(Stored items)
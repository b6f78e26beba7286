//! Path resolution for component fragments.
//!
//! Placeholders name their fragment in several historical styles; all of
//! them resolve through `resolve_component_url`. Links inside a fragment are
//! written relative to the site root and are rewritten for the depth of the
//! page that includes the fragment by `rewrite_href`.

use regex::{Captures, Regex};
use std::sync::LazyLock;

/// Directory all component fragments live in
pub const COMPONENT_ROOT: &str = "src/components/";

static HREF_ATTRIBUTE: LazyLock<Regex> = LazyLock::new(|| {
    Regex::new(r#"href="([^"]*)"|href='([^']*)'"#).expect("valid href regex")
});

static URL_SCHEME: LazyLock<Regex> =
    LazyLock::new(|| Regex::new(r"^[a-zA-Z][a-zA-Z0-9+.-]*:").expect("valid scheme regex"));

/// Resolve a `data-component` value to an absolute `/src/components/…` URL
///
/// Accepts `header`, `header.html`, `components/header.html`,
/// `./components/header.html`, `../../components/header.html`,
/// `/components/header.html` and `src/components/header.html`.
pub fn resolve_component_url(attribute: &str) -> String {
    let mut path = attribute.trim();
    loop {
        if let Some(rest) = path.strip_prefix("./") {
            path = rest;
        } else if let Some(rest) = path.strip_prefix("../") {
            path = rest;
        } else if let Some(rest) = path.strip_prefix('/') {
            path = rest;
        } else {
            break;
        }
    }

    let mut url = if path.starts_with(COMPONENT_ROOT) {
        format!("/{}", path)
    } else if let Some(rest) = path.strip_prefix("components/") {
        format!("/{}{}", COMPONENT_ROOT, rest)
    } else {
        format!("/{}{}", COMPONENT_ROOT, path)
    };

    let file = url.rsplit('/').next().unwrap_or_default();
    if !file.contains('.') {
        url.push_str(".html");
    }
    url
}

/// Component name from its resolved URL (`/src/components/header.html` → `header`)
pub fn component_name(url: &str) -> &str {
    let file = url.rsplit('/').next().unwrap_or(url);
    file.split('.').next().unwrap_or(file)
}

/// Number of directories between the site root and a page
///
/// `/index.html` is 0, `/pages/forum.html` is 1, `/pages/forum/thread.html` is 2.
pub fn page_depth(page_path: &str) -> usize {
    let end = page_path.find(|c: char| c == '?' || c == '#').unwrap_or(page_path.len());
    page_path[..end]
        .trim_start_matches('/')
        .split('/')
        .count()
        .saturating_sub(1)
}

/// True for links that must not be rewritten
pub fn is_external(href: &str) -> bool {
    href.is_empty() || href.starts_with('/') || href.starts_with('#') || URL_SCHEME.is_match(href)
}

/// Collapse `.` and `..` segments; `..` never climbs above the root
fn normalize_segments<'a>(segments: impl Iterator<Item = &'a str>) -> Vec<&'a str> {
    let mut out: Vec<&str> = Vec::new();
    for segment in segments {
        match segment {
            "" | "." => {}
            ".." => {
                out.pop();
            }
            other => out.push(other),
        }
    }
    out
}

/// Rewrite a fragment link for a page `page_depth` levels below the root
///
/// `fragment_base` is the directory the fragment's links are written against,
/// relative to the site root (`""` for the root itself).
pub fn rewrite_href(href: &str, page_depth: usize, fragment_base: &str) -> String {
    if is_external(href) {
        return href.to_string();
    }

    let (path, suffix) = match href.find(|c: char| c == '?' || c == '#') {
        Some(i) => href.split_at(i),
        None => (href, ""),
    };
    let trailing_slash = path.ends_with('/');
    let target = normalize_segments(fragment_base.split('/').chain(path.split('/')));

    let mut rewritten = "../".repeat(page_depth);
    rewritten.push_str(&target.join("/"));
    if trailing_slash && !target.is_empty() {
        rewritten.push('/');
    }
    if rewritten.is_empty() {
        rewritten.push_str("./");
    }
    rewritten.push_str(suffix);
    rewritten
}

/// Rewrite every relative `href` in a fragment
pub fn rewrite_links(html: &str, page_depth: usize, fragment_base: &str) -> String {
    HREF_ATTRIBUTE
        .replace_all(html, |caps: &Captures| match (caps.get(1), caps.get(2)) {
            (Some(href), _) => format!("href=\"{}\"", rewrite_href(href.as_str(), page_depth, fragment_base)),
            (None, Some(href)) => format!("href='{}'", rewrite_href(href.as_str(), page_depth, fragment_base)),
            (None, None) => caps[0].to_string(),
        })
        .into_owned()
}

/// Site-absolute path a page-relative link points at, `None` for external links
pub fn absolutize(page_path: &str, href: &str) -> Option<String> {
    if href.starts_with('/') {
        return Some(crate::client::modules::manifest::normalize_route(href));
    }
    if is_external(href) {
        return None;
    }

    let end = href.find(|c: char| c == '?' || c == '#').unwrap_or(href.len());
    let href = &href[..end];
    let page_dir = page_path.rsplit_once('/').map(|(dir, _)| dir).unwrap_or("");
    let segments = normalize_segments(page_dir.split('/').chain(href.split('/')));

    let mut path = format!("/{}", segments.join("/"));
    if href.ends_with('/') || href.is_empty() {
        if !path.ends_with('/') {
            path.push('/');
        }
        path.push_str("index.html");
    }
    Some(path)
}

**Exercise directions:**
Lines from the top of the data above through the line containing "page that includes" must be repeated exactly. All other lines stay out.

**Written response:**
repository b6f78e26beba7286
//! Path resolution for component fragments.
//!
//! Placeholders name their fragment in several historical styles; all of
//! them resolve through `resolve_component_url`. Links inside a fragment are
//! written relative to the site root and are rewritten for the depth of the
//! page that includes the fragment by `rewrite_href`.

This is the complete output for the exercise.